En vista de que no puedo con él, prosigo:
—La siguiente pregunta es cómo y dónde encontró el asesino los datos de la declaración de la renta de Korasidis. He pedido que os remitan su ordenador —me dirijo a Lambrópulos—. Debemos averiguar si el asesino había enviado la carta a Korasidis o si se limitó a colgarla en Internet.
—A lo mejor Korasidis la había borrado —interpone Guikas, que, desde que tiene una pantalla en su despacho, se cree todo un experto en ordenadores.
—Es imposible eliminarla totalmente —responde Lambrópulos con una risa—. Examinaremos su disco duro a fondo y, si la recibió, la encontraremos.
—Hay una última pregunta, aunque no tiene que ver con ustedes.
—¿Cuál es? —quiere saber Lambrópulos.
—El asesino mató a Korasidis con cicuta y abandonó su cuerpo en el antiguo cementerio del Cerámico. Sócrates fue condenado a morir bebiendo cicuta. La pregunta es qué relación puede tener el asesino con la antigua Grecia y con los recintos arqueológicos.
—La persona más indicada para ayudarte en la cuestión de la evasión fiscal es Antonis —dice Dolianitis señalando a Spiridakis, con un gesto de la cabeza—. Nosotros nos ocupamos de otro tipo de delitos, no de la evasión fiscal.
—¿Por dónde le parece que debemos empezar? —pregunto entonces a Spiridakis.
—Lo lógico sería empezar por el asesor fiscal de Korasidis. Si empezamos por Hacienda, tendremos que buscar el expediente y hablar con el inspector correspondiente y, entretanto, alguien podría chivarse al asesor y las pruebas desaparecerían. Por otra parte, fue él quien preparó la declaración de la renta de Korasidis y, por lo tanto, es la persona más apropiada para darnos explicaciones.
—Muy bien. ¿Cuándo lo cito para declarar?
—Nunca —es su respuesta inmediata—. Si le avisa de que quiere interrogarle sobre Korasidis, lo más probable es que haga desaparecer las pruebas. —Toma aliento para empezar con la lección—: Verá, señor comisario, las relaciones con Hacienda funcionan como un tríptico compuesto por el contribuyente, el asesor y el recaudador. El asesor es el lienzo intermedio, una parte implicada que conoce los bienes no declarados de su cliente. Por eso nosotros debemos llegar hasta él y pillarle desprevenido. —Consulta su reloj—. Es más, le sugiero que vayamos ahora mismo. Es la mejor hora.
—De acuerdo, pero ¿lo encontraremos?
Spiridakis suelta una carcajada.
—Señor comisario, los asesores fiscales son como los abogados, que por la mañana están en los tribunales y por la tarde en sus bufetes. Los asesores recorren las administraciones de Hacienda por la mañana y trabajan en sus despachos por la tarde. Lo encontraremos.

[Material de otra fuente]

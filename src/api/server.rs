//! REST server exposing the task repository.
//!
//! | Method | Path | Success | Failure |
//! |---|---|---|---|
//! | GET | `/api/tasks?filter=<key>` | 200, task array | 500 |
//! | GET | `/api/tasks/{id}` | 200, task | 404, 500 |
//! | POST | `/api/tasks` | 201, `{id}` | 422, 500 |
//! | PUT | `/api/tasks/{id}` | 200 | 404, 422, 500 |
//! | PATCH | `/api/tasks/{id}/completed` | 204 | 404, 500 |
//! | DELETE | `/api/tasks/{id}` | 204 | 500 |

use super::validation::validate_task;
use crate::db::tasks::Tasks;
use crate::libs::error::{FieldError, TaskError, WriteOutcome};
use crate::libs::messages::Message;
use crate::libs::task::{CreatedId, TaskWire};
use axum::extract::rejection::JsonRejection;
use axum::extract::{Path, Query, State};
use axum::http::StatusCode;
use axum::response::{IntoResponse, Response};
use axum::routing::{get, patch};
use axum::{Json, Router};
use serde::Deserialize;
use serde_json::{json, Value};
use std::net::SocketAddr;
use tokio::net::TcpListener;
use tokio::sync::oneshot;
use tokio::task::JoinHandle;
use tower_http::trace::TraceLayer;

/// Shared state handed to every handler.
#[derive(Clone)]
pub struct AppState {
    pub tasks: Tasks,
}

pub fn build_router(state: AppState) -> Router {
    Router::new()
        .route("/api/tasks", get(list_tasks).post(create_task))
        .route("/api/tasks/{id}", get(get_task).put(update_task).delete(delete_task))
        .route("/api/tasks/{id}/completed", patch(complete_task))
        .with_state(state)
        .layer(TraceLayer::new_for_http())
}

/// Binds `addr` and serves in the background. Port `0` picks a free port;
/// the bound address is on the returned handle.
pub async fn start(addr: &str, tasks: Tasks) -> std::io::Result<ServerHandle> {
    let listener = TcpListener::bind(addr).await?;
    let local_addr = listener.local_addr()?;
    let router = build_router(AppState { tasks });
    let (shutdown_tx, shutdown_rx) = oneshot::channel::<()>();

    tracing::info!(%local_addr, "{}", Message::ServerStarted(local_addr.to_string()));

    let server = tokio::spawn(async move {
        axum::serve(listener, router)
            .with_graceful_shutdown(async {
                let _ = shutdown_rx.await;
            })
            .await
    });

    Ok(ServerHandle {
        addr: local_addr,
        shutdown: shutdown_tx,
        server,
    })
}

pub struct ServerHandle {
    pub addr: SocketAddr,
    shutdown: oneshot::Sender<()>,
    server: JoinHandle<std::io::Result<()>>,
}

impl ServerHandle {
    pub fn base_url(&self) -> String {
        format!("http://{}", self.addr)
    }

    /// Stops accepting connections and waits for in-flight requests.
    pub async fn shutdown(self) -> std::io::Result<()> {
        let _ = self.shutdown.send(());
        match self.server.await {
            Ok(result) => result,
            Err(e) => Err(std::io::Error::other(e)),
        }
    }
}

/// Failure responses. Internal details are logged, never sent.
#[derive(Debug)]
pub enum ApiError {
    Validation(Vec<FieldError>),
    NotFound,
    Internal,
}

impl From<TaskError> for ApiError {
    fn from(e: TaskError) -> Self {
        match e {
            TaskError::Validation(errors) => ApiError::Validation(errors),
            TaskError::NotFound(_) => ApiError::NotFound,
            other => {
                tracing::error!(error = %other, "request failed");
                ApiError::Internal
            }
        }
    }
}

impl IntoResponse for ApiError {
    fn into_response(self) -> Response {
        match self {
            ApiError::Validation(errors) => (StatusCode::UNPROCESSABLE_ENTITY, Json(json!({ "errors": errors }))).into_response(),
            ApiError::NotFound => (StatusCode::NOT_FOUND, Json(json!({ "error": "Task not found." }))).into_response(),
            ApiError::Internal => (
                StatusCode::INTERNAL_SERVER_ERROR,
                Json(json!({ "errors": [FieldError::new("Server", Message::ServerError.to_string())] })),
            )
                .into_response(),
        }
    }
}

#[derive(Debug, Deserialize)]
pub struct ListQuery {
    pub filter: Option<String>,
}

async fn list_tasks(State(state): State<AppState>, Query(query): Query<ListQuery>) -> Result<Json<Vec<TaskWire>>, ApiError> {
    let tasks = state.tasks.list(query.filter.as_deref()).await?;
    Ok(Json(tasks.iter().map(TaskWire::from).collect()))
}

async fn get_task(State(state): State<AppState>, Path(id): Path<i64>) -> Result<Json<TaskWire>, ApiError> {
    match state.tasks.get_by_id(id).await? {
        Some(task) => Ok(Json(task.to_wire())),
        None => Err(ApiError::NotFound),
    }
}

async fn create_task(
    State(state): State<AppState>,
    body: Result<Json<Value>, JsonRejection>,
) -> Result<(StatusCode, Json<CreatedId>), ApiError> {
    let task = validate_task(&json_body(body)?).map_err(ApiError::Validation)?;
    let id = state.tasks.create(&task).await?;
    Ok((StatusCode::CREATED, Json(CreatedId { id })))
}

async fn update_task(
    State(state): State<AppState>,
    Path(id): Path<i64>,
    body: Result<Json<Value>, JsonRejection>,
) -> Result<StatusCode, ApiError> {
    let task = validate_task(&json_body(body)?).map_err(ApiError::Validation)?;
    match state.tasks.update(id, &task).await? {
        WriteOutcome::Applied => Ok(StatusCode::OK),
        WriteOutcome::NotFound => Err(ApiError::NotFound),
    }
}

async fn complete_task(State(state): State<AppState>, Path(id): Path<i64>) -> Result<StatusCode, ApiError> {
    match state.tasks.set_completed(id).await? {
        WriteOutcome::Applied => Ok(StatusCode::NO_CONTENT),
        WriteOutcome::NotFound => Err(ApiError::NotFound),
    }
}

async fn delete_task(State(state): State<AppState>, Path(id): Path<i64>) -> Result<StatusCode, ApiError> {
    state.tasks.delete(id).await?;
    Ok(StatusCode::NO_CONTENT)
}

/// Unreadable JSON is reported like any other validation failure.
fn json_body(body: Result<Json<Value>, JsonRejection>) -> Result<Value, ApiError> {
    body.map(|Json(value)| value)
        .map_err(|rejection| ApiError::Validation(vec![FieldError::new("body", rejection.body_text())]))
}
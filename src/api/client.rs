//! Client-side task store.
//!
//! Mirrors the repository over HTTP and keeps the most recent full task list
//! in memory, so switching between views (`private`, `today`, a project, ...)
//! re-runs the shared filter engine locally instead of going back to the
//! server.
//!
//! ## Cache rules
//!
//! - Every write made through this store re-fetches the list afterwards.
//! - Writes by other clients are only seen on the next fetch.
//! - Latest request wins: each fetch takes a generation number when it is
//!   issued, and its result replaces the cache only if no later fetch was
//!   issued in the meantime. The replacement happens under one lock.
//!
//! Every request is bounded by the configured timeout and fails with
//! [`TaskError::Network`] when it expires.

use crate::libs::clock::{Clock, SystemClock};
use crate::libs::config::ClientConfig;
use crate::libs::error::{FieldError, TaskError};
use crate::libs::filter::{self, filter_by_name, FilterKey};
use crate::libs::messages::Message;
use crate::libs::task::{CreatedId, Task, TaskWire};
use crate::msg_debug;
use parking_lot::Mutex;
use reqwest::{Client, Response, StatusCode};
use serde::de::DeserializeOwned;
use serde::Deserialize;
use std::sync::atomic::{AtomicU64, Ordering};
use std::sync::Arc;

#[derive(Debug, Default)]
struct Cache {
    generation: u64,
    tasks: Vec<Task>,
}

#[derive(Debug, Deserialize)]
struct ErrorList {
    errors: Vec<FieldError>,
}

pub struct TaskClient {
    client: Client,
    base_url: String,
    clock: Arc<dyn Clock>,
    issued: AtomicU64,
    cache: Mutex<Cache>,
}

impl TaskClient {
    pub fn new(config: &ClientConfig) -> Result<Self, TaskError> {
        Self::with_clock(config, Arc::new(SystemClock))
    }

    pub fn with_clock(config: &ClientConfig, clock: Arc<dyn Clock>) -> Result<Self, TaskError> {
        let client = Client::builder().timeout(config.timeout()).build()?;

        Ok(Self {
            client,
            base_url: config.base_url.trim_end_matches('/').to_string(),
            clock,
            issued: AtomicU64::new(0),
            cache: Mutex::new(Cache::default()),
        })
    }

    /// Snapshot of the cached list.
    pub fn tasks(&self) -> Vec<Task> {
        self.cache.lock().tasks.clone()
    }

    /// Cached list narrowed by `key`, without a round trip.
    pub fn filtered(&self, key: FilterKey) -> Vec<Task> {
        filter::filter(&self.cache.lock().tasks, key, self.clock.now())
    }

    /// Like [`TaskClient::filtered`], but an unknown or absent name shows
    /// everything.
    pub fn view(&self, key: Option<&str>) -> Vec<Task> {
        filter_by_name(self.tasks(), key, self.clock.now())
    }

    pub fn projects(&self) -> Vec<String> {
        filter::projects(&self.cache.lock().tasks)
    }

    pub fn by_project(&self, project: &str) -> Vec<Task> {
        filter::by_project(&self.cache.lock().tasks, project)
    }

    /// Fetches the full list and, unless a newer fetch was issued meanwhile,
    /// makes it the cache. The fetched list is returned either way.
    pub async fn fetch_tasks(&self) -> Result<Vec<Task>, TaskError> {
        let generation = self.issued.fetch_add(1, Ordering::SeqCst) + 1;

        let response = self.client.get(self.url("/api/tasks")).send().await?;
        let response = check(response, None).await?;
        let tasks = decode::<Vec<TaskWire>>(response)
            .await?
            .into_iter()
            .map(Task::from_wire)
            .collect::<Result<Vec<_>, _>>()?;

        let mut cache = self.cache.lock();
        if generation == self.issued.load(Ordering::SeqCst) && generation > cache.generation {
            cache.generation = generation;
            cache.tasks = tasks.clone();
            msg_debug!(Message::CacheRefreshed(tasks.len()));
        } else {
            msg_debug!(Message::FetchSuperseded(generation));
        }

        Ok(tasks)
    }

    /// Asks the server to filter. Leaves the cache alone.
    pub async fn fetch_filtered(&self, key: FilterKey) -> Result<Vec<Task>, TaskError> {
        let response = self
            .client
            .get(self.url("/api/tasks"))
            .query(&[("filter", key.as_str())])
            .send()
            .await?;
        let response = check(response, None).await?;
        decode::<Vec<TaskWire>>(response)
            .await?
            .into_iter()
            .map(Task::from_wire)
            .collect()
    }

    pub async fn get_task(&self, id: i64) -> Result<Task, TaskError> {
        let response = self.client.get(self.url(&format!("/api/tasks/{}", id))).send().await?;
        let response = check(response, Some(id)).await?;
        Task::from_wire(decode::<TaskWire>(response).await?)
    }

    /// Creates the task on the server and returns its new id.
    pub async fn add_task(&self, task: &Task) -> Result<i64, TaskError> {
        let mut wire = task.to_wire();
        wire.id = None;

        let response = self.client.post(self.url("/api/tasks")).json(&wire).send().await?;
        let response = check(response, None).await?;
        let created = decode::<CreatedId>(response).await?;

        self.refresh().await;
        Ok(created.id)
    }

    /// Full replace of the task with `task.id`.
    pub async fn update_task(&self, task: &Task) -> Result<(), TaskError> {
        let id = task
            .id
            .ok_or_else(|| TaskError::Validation(vec![FieldError::new("id", "Task has no id")]))?;

        let response = self
            .client
            .put(self.url(&format!("/api/tasks/{}", id)))
            .json(&task.to_wire())
            .send()
            .await?;
        check(response, Some(id)).await?;

        self.refresh().await;
        Ok(())
    }

    pub async fn set_completed(&self, id: i64) -> Result<(), TaskError> {
        let response = self
            .client
            .patch(self.url(&format!("/api/tasks/{}/completed", id)))
            .send()
            .await?;
        check(response, Some(id)).await?;

        self.refresh().await;
        Ok(())
    }

    pub async fn delete_task(&self, id: i64) -> Result<(), TaskError> {
        let response = self.client.delete(self.url(&format!("/api/tasks/{}", id))).send().await?;
        check(response, Some(id)).await?;

        self.refresh().await;
        Ok(())
    }

    /// Re-fetch after a successful write. The write itself already happened,
    /// so a failure here is logged and the stale cache kept.
    async fn refresh(&self) {
        if let Err(e) = self.fetch_tasks().await {
            tracing::warn!(error = %e, "task cache refresh failed after write");
        }
    }

    fn url(&self, path: &str) -> String {
        format!("{}{}", self.base_url, path)
    }
}

/// Turns a non-success status into the matching [`TaskError`].
async fn check(response: Response, id: Option<i64>) -> Result<Response, TaskError> {
    let status = response.status();
    if status.is_success() {
        return Ok(response);
    }

    match status {
        StatusCode::NOT_FOUND => match id {
            Some(id) => Err(TaskError::NotFound(id)),
            None => Err(TaskError::Persistence(format!("no such endpoint: {}", response.url().path()))),
        },
        StatusCode::UNPROCESSABLE_ENTITY => match response.json::<ErrorList>().await {
            Ok(list) => Err(TaskError::Validation(list.errors)),
            Err(_) => Err(TaskError::Persistence("cannot parse server response".to_string())),
        },
        s if s.is_server_error() => Err(TaskError::Persistence(Message::ServerError.to_string())),
        s => Err(TaskError::Validation(vec![FieldError::new("request", s.to_string())])),
    }
}

async fn decode<T: DeserializeOwned>(response: Response) -> Result<T, TaskError> {
    response.json::<T>().await.map_err(|e| {
        if e.is_decode() {
            TaskError::Persistence(format!("cannot parse server response: {}", e))
        } else {
            TaskError::Network(e.to_string())
        }
    })
}
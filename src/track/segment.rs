//! Segment definition

use geo::geometry::Point;
use time::OffsetDateTime;

/// A single (latitude, longitude) sample
#[derive(Clone, Copy, Debug, PartialEq)]
pub struct Waypoint {
    pub lat: f64,
    pub lng: f64,
}

impl Waypoint {
    pub fn new(lat: f64, lng: f64) -> Self {
        Self { lat, lng }
    }

    pub fn is_valid(&self) -> bool {
        self.lat.is_finite()
            && self.lng.is_finite()
            && (-90.0..=90.0).contains(&self.lat)
            && (-180.0..=180.0).contains(&self.lng)
    }
}

impl From<Point> for Waypoint {
    fn from(p: Point) -> Self {
        Self::new(p.y(), p.x())
    }
}

impl From<Waypoint> for Point {
    fn from(w: Waypoint) -> Self {
        Point::new(w.lng, w.lat)
    }
}

/// Segment as decoded from some location source, not validated yet
#[derive(Clone, Debug, PartialEq)]
pub struct RawSegment {
    pub start: OffsetDateTime,
    pub end: OffsetDateTime,
    /// Already normalized to (lat, lng)
    pub points: Vec<Waypoint>,
    pub name: Option<String>,
}

impl RawSegment {
    pub fn basic(start: OffsetDateTime, end: OffsetDateTime, points: Vec<Waypoint>) -> Self {
        Self {
            start,
            end,
            points,
            name: None,
        }
    }

    pub fn name(mut self, name: &str) -> Self {
        self.name = Some(name.to_string());

        self
    }
}

/// Time bounded list of waypoints, movement or stillness between two instants
///
/// The points are assumed to be evenly spaced in time across the span.
#[derive(Clone, Debug, PartialEq)]
pub struct Segment {
    pub(crate) start: OffsetDateTime,
    pub(crate) end: OffsetDateTime,
    pub(crate) points: Vec<Waypoint>,
    pub(crate) label: Option<String>,
}

impl Segment {
    pub fn start(&self) -> OffsetDateTime {
        self.start
    }

    pub fn end(&self) -> OffsetDateTime {
        self.end
    }

    pub fn points(&self) -> &[Waypoint] {
        &self.points
    }

    pub fn label(&self) -> Option<&str> {
        self.label.as_deref()
    }

    /// Closed interval, both ends match
    pub fn contains(&self, instant: OffsetDateTime) -> bool {
        self.start <= instant && instant <= self.end
    }

    pub fn is_stationary(&self) -> bool {
        self.points.len() == 1
    }
}
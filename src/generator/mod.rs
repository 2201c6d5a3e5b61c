//! Outputs of the geotagging

pub mod exif_csv;
pub mod gpx;
pub mod tagger;
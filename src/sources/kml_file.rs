//! Google Timeline KML source integration

use roxmltree::{Document, Node};
use time::format_description::well_known;
use time::OffsetDateTime;

use super::{parse_coordinates, TrackSource};
use crate::track::RawSegment;

/// KML location history source
///
/// Each `Placemark` with a `TimeSpan` and a `Point` or `LineString` becomes a segment.
pub struct KmlSource {
    xml: String,
    flip_coordinates: bool,
}

impl KmlSource {
    pub fn new(xml: String, flip_coordinates: bool) -> Self {
        Self {
            xml,
            flip_coordinates,
        }
    }
}

impl TrackSource for KmlSource {
    fn fetch(&mut self) -> Result<Vec<RawSegment>, String> {
        let doc = Document::parse(&self.xml)
            .map_err(|e| format!("Failed on parse the KML: {}", e))?;

        let mut segs = vec![];

        for (i, placemark) in doc
            .descendants()
            .filter(|n| n.has_tag_name("Placemark"))
            .enumerate()
        {
            match parse_placemark(placemark, self.flip_coordinates) {
                Ok(Some(seg)) => segs.push(seg),
                Ok(None) => log::warn!("Placemark {} without time span or geometry, skipped", i),
                Err(e) => return Err(format!("Error with placemark {}: {}", i, e)),
            }
        }

        log::info!("{} segments read from the KML", segs.len());

        Ok(segs)
    }
}

fn child_text<'a>(node: Node<'a, '_>, tag: &str) -> Option<&'a str> {
    node.children()
        .find(|n| n.has_tag_name(tag))
        .and_then(|n| n.text())
        .map(|s| s.trim())
}

fn parse_time(raw: &str) -> Result<OffsetDateTime, String> {
    OffsetDateTime::parse(raw, &well_known::Rfc3339)
        .map_err(|e| format!("Failed on parse the time `{}`: {}", raw, e))
}

fn parse_placemark(placemark: Node, flip: bool) -> Result<Option<RawSegment>, String> {
    let timespan = match placemark.children().find(|n| n.has_tag_name("TimeSpan")) {
        Some(ts) => ts,
        None => return Ok(None),
    };

    let start = parse_time(child_text(timespan, "begin").ok_or("TimeSpan without begin")?)?;
    let end = parse_time(child_text(timespan, "end").ok_or("TimeSpan without end")?)?;

    // A top level Point is a visit, otherwise follow the first line of the movement
    let geometry = placemark
        .children()
        .find(|n| n.has_tag_name("Point"))
        .or_else(|| placemark.descendants().find(|n| n.has_tag_name("LineString")))
        .or_else(|| placemark.descendants().find(|n| n.has_tag_name("Point")));
    let geometry = match geometry {
        Some(g) => g,
        None => return Ok(None),
    };

    let points = parse_coordinates(child_text(geometry, "coordinates").unwrap_or(""), flip)?;

    let name = child_text(placemark, "name")
        .filter(|n| !n.is_empty())
        .map(|n| n.to_string());

    Ok(Some(RawSegment {
        start,
        end,
        points,
        name,
    }))
}
//! Resolve an instant to a coordinate along the track

pub mod interpolate;

use time::OffsetDateTime;

use crate::track::{Track, Waypoint};
use interpolate::{elapsed_fraction, interpolate};

/// Coordinate found for some instant
#[derive(Clone, Copy, Debug, PartialEq)]
pub struct Location<'a> {
    pub point: Waypoint,
    /// Label of the matching segment
    pub label: Option<&'a str>,
    /// Index of the matching segment on the track
    pub segment: usize,
}

/// Find the first segment containing `instant` and interpolate the position
///
/// `None` when no segment contains the instant, which is an expected outcome.
pub fn locate(track: &Track, instant: OffsetDateTime) -> Option<Location<'_>> {
    let (segment, seg) = track
        .segments()
        .enumerate()
        .find(|(_, seg)| seg.contains(instant))?;

    let points = seg.points();

    let point = if seg.is_stationary() {
        points[0]
    } else {
        match elapsed_fraction(seg.start(), seg.end(), instant) {
            Some(fraction) => interpolate(points, fraction)?,
            // zero duration, nothing to interpolate
            None => points[0],
        }
    };

    Some(Location {
        point,
        label: seg.label(),
        segment,
    })
}

impl Track {
    /// See [`locate`]
    pub fn locate(&self, instant: OffsetDateTime) -> Option<Location<'_>> {
        locate(self, instant)
    }
}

Telefoneo a Vlasópulos y le pido que me busque la dirección de Minás Katsúmbelos, el asesor fiscal de Korasidis. Nos disponemos a levantamos de la mesa de reuniones cuando Guikas nos detiene:
—He informado al ministro —anuncia—. Me ha dicho que él mismo hablará con su colega, el ministro de Economía. Y me ha pedido que la carta del asesino se mantenga en el secreto más absoluto.
—¿Por qué? ¿Acaso cree que pensamos repartirla a los periodistas? —ironiza Lambrópulos.
—Los ministros son así —comenta Dolianitis con una risita—. Siempre te aconsejan que hagas lo obvio.
Bajo a mi despacho acompañado de Spiridakis.
Dermitzakis me informa de que todas las empresas de productos farmacéuticos le han asegurado que ninguno de sus visitadores médicos había concertado cita con Korasidis la tarde de su muerte. De modo que ya sabemos que la persona que lo visitó fue el asesino, disfrazado de representante médico.
Vlasópulos me da la dirección de Katsúmbelos y decido ir con el Seat, porque la reunión me ha despejado la mente y me siento mucho mejor. Lo único que me preocupa es que no podré llegar a casa antes de las diez de la noche.